There is the perpetual invocation of Pearl Harbor, without adequate consideration for the diplomatic and domestic political maneuvering, sanctions, and U.S. policy decisions, and Japanese provocations and reactions, which preceded war’s outbreak (December 7th was, as Gaddis has noted, hardly a surprise in the way 9/11 was). There is the even more frequent agonizing over Munich, appeasement and the importance of prevention, without regard for the diplomatic issues, the military unpreparedness for launching an efficacious attack on Germany, or the possibility that an unpopular and hastily-conceived war might have brought pro-Axis or anti-war politicians greater influence by peaceful means in their home countries.
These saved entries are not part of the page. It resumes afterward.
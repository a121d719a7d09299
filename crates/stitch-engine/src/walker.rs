//! Substitution Walker
//!
//! Walks a parsed page and replaces every resolvable custom element with
//! the nodes its component renders to, recursing into the replacement so
//! components can nest. Traversal is in document order and strictly
//! sequential: one component renders at a time.

use std::cell::Cell;
use std::future::Future;
use std::path::{Path, PathBuf};
use std::pin::Pin;

use stitch_dom::{Document, DomError, DomResult, DomTree, NodeId};
use stitch_html::Fragment;
use walkdir::WalkDir;

use crate::component::{is_component_file, is_custom_tag};
use crate::config::BuildConfig;
use crate::render::Renderers;
use crate::resolver::Resolver;
use crate::sandbox::SandboxRunner;
use crate::{BuildError, BuildResult};

/// Where a subtree is being expanded from
#[derive(Debug, Clone, PartialEq, Eq)]
pub struct ResolutionContext {
    /// Directory searched first for definitions
    pub consuming_dir: PathBuf,
    /// Project (workspace) root, the fallback search directory
    pub root_dir: PathBuf,
    /// Tags currently being expanded, outermost first
    pub stack: Vec<String>,
    pub depth: usize,
}

impl ResolutionContext {
    /// Context for the top of a page
    pub fn new(consuming_dir: impl Into<PathBuf>, root_dir: impl Into<PathBuf>) -> Self {
        Self {
            consuming_dir: consuming_dir.into(),
            root_dir: root_dir.into(),
            stack: Vec::new(),
            depth: 0,
        }
    }

    /// Context for the output of component `tag` defined in `definition_dir`
    pub fn enter(&self, tag: &str, definition_dir: &Path) -> Self {
        let mut stack = self.stack.clone();
        stack.push(tag.to_string());
        Self {
            consuming_dir: definition_dir.to_path_buf(),
            root_dir: self.root_dir.clone(),
            stack,
            depth: self.depth + 1,
        }
    }

    /// Context for the children of an ordinary element
    pub fn descend(&self) -> Self {
        Self {
            depth: self.depth + 1,
            ..self.clone()
        }
    }

    /// `a -> b -> tag`
    pub fn chain(&self, tag: &str) -> String {
        let mut parts: Vec<&str> = self.stack.iter().map(String::as_str).collect();
        parts.push(tag);
        parts.join(" -> ")
    }
}

/// Outcome of substituting every page in a tree
#[derive(Debug, Clone, Copy, Default, PartialEq, Eq)]
pub struct SubstitutionSummary {
    pub pages: usize,
    pub changed: usize,
}

/// Component substitution over element trees
#[derive(Debug)]
pub struct Walker {
    resolver: Resolver,
    renderers: Renderers,
    max_depth: usize,
    depth_warnings: Cell<usize>,
}

impl Walker {
    pub fn new(config: &BuildConfig) -> Self {
        Self {
            resolver: Resolver::new(config.kind_order.clone()),
            renderers: Renderers::new(SandboxRunner::new(&config.sandbox)),
            max_depth: config.max_depth,
            depth_warnings: Cell::new(0),
        }
    }

    /// Number of branches cut off by the depth guard so far
    pub fn depth_warnings(&self) -> usize {
        self.depth_warnings.get()
    }

    /// Substitute components among the children of `parent`.
    ///
    /// Returns true when anything was replaced.
    pub async fn walk(
        &self,
        document: &mut Document,
        parent: NodeId,
        ctx: &ResolutionContext,
    ) -> BuildResult<bool> {
        let mut changed = false;
        for child in document.tree.child_ids(parent) {
            if document.tree.element(child).is_none() {
                continue;
            }
            changed |= self.visit(document, child, ctx).await?;
        }
        Ok(changed)
    }

    fn visit<'a>(
        &'a self,
        document: &'a mut Document,
        node: NodeId,
        ctx: &'a ResolutionContext,
    ) -> Pin<Box<dyn Future<Output = BuildResult<bool>> + 'a>> {
        Box::pin(async move {
            let Some(tag) = document.tree.tag_name(node).map(str::to_string) else {
                return Ok(false);
            };
            if ctx.depth > self.max_depth {
                tracing::warn!(
                    "Maximum nesting depth ({}) exceeded at <{}>, not expanding further",
                    self.max_depth,
                    tag
                );
                self.depth_warnings.set(self.depth_warnings.get() + 1);
                return Ok(false);
            }

            let definition = if is_custom_tag(&tag) {
                self.resolver
                    .resolve(&tag, &ctx.consuming_dir, &ctx.root_dir)
                    .await
            } else {
                None
            };
            let Some(definition) = definition else {
                return self.walk(document, node, &ctx.descend()).await;
            };

            if ctx.stack.contains(&tag) {
                return Err(BuildError::CircularDependency {
                    chain: ctx.chain(&tag),
                });
            }

            tracing::debug!("Expanding <{}> from {}", tag, definition.path.display());
            let original = stitch_html::outer_html(&document.tree, node);
            let fragment = self.renderers.render(&definition, &original).await?;
            let inserted = splice(&mut document.tree, node, &fragment)?;

            let inner = ctx.enter(&tag, definition.dir());
            for id in inserted {
                if document.tree.element(id).is_some() {
                    self.visit(document, id, &inner).await?;
                }
            }
            Ok(true)
        })
    }

    /// Substitute a parsed page from its document node
    pub async fn substitute_document(
        &self,
        document: &mut Document,
        page_dir: &Path,
        root_dir: &Path,
    ) -> BuildResult<bool> {
        let ctx = ResolutionContext::new(page_dir, root_dir);
        let root = document.root();
        self.walk(document, root, &ctx).await
    }

    /// Load, substitute, and rewrite one page file
    pub async fn substitute_file(&self, page: &Path, root_dir: &Path) -> BuildResult<bool> {
        let source = smol::fs::read_to_string(page)
            .await
            .map_err(|e| BuildError::io(page, e))?;
        let mut document = stitch_html::parse(&stitch_html::ensure_document_shell(&source));

        let page_dir = page.parent().unwrap_or(root_dir);
        let changed = self.substitute_document(&mut document, page_dir, root_dir).await?;

        let html = stitch_html::serialize_document(&document);
        smol::fs::write(page, html)
            .await
            .map_err(|e| BuildError::io(page, e))?;
        tracing::debug!("Substituted {} (changed: {})", page.display(), changed);
        Ok(changed)
    }

    /// Substitute every page (non-component `.html` file) under `root_dir`
    pub async fn substitute_workspace(&self, root_dir: &Path) -> BuildResult<SubstitutionSummary> {
        let mut summary = SubstitutionSummary::default();
        for page in find_pages(root_dir)? {
            summary.pages += 1;
            if self.substitute_file(&page, root_dir).await? {
                summary.changed += 1;
            }
        }
        Ok(summary)
    }
}

/// Every page under `root`, sorted by path
pub fn find_pages(root: &Path) -> BuildResult<Vec<PathBuf>> {
    let mut pages = Vec::new();
    for entry in WalkDir::new(root).sort_by_file_name() {
        let entry = entry.map_err(|e| {
            let path = e.path().unwrap_or(root).to_path_buf();
            BuildError::io(path, e.into())
        })?;
        let path = entry.path();
        if entry.file_type().is_file()
            && path.extension().is_some_and(|ext| ext == "html")
            && !is_component_file(path)
        {
            pages.push(path.to_path_buf());
        }
    }
    Ok(pages)
}

/// Put the fragment's nodes where `node` was.
///
/// A blank fragment removes the node outright. Returns the inserted
/// nodes in order.
fn splice(tree: &mut DomTree, node: NodeId, fragment: &Fragment) -> DomResult<Vec<NodeId>> {
    let parent = tree.parent(node).ok_or(DomError::NotAChild)?;
    if fragment.is_blank() {
        tree.remove_child(parent, node)?;
        return Ok(Vec::new());
    }

    let nodes = stitch_html::import_fragment(tree, fragment)?;
    let mut previous = node;
    for (i, &id) in nodes.iter().enumerate() {
        if i == 0 {
            tree.replace_child(parent, id, node)?;
        } else {
            tree.insert_after(parent, id, previous)?;
        }
        previous = id;
    }
    Ok(nodes)
}
//! Markdown components
//!
//! CommonMark with the GFM extensions authors expect: tables,
//! strikethrough and task lists.

use pulldown_cmark::{html, Options, Parser};

use crate::component::ComponentDefinition;
use crate::render::ComponentRenderer;
use crate::{BuildError, BuildResult};

#[derive(Debug, Clone, Copy)]
pub struct MarkdownRenderer {
    options: Options,
}

impl Default for MarkdownRenderer {
    fn default() -> Self {
        Self {
            options: Options::ENABLE_TABLES | Options::ENABLE_STRIKETHROUGH | Options::ENABLE_TASKLISTS,
        }
    }
}

impl MarkdownRenderer {
    /// Convert markdown source to HTML
    pub fn to_html(&self, source: &str) -> String {
        let parser = Parser::new_ext(source, self.options);
        let mut out = String::with_capacity(source.len() * 3 / 2);
        html::push_html(&mut out, parser);
        out
    }
}

impl ComponentRenderer for MarkdownRenderer {
    async fn render_markup(
        &self,
        definition: &ComponentDefinition,
        _original: &str,
    ) -> BuildResult<String> {
        let source = smol::fs::read_to_string(&definition.path)
            .await
            .map_err(|e| BuildError::io(&definition.path, e))?;
        Ok(self.to_html(&source))
    }
}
What is rarely invoked in public policy discourse is equally telling. The avoidance or ignorance of how the European theater of the war, in brute material and human terms, was actually won is politically and rhetorically understandable but historically incomprehensible. The messy deals and compromises of interwar and World War II era are uncomfortable, but potentially illuminating to those who seek to put “the study of dilemmas” into practice in ways the good war narrative, useful for polemical nostalgia, can never be.
The myriad difficulties of waging World War II that Fritz earlier outlined culminated in human tragedy and moral compromise, which challenges both the simple label of the “good war,” and for today, demands we scrutinize our contemporary context rather than reinforcing the whitewashed symbols and credos of the mythologized past. In recognizing the complexity of World War II, we not only refine our historical understanding, but also recognize relevance of its lessons at the highest levels of strategy, policy, and politics without resort to tired clichés.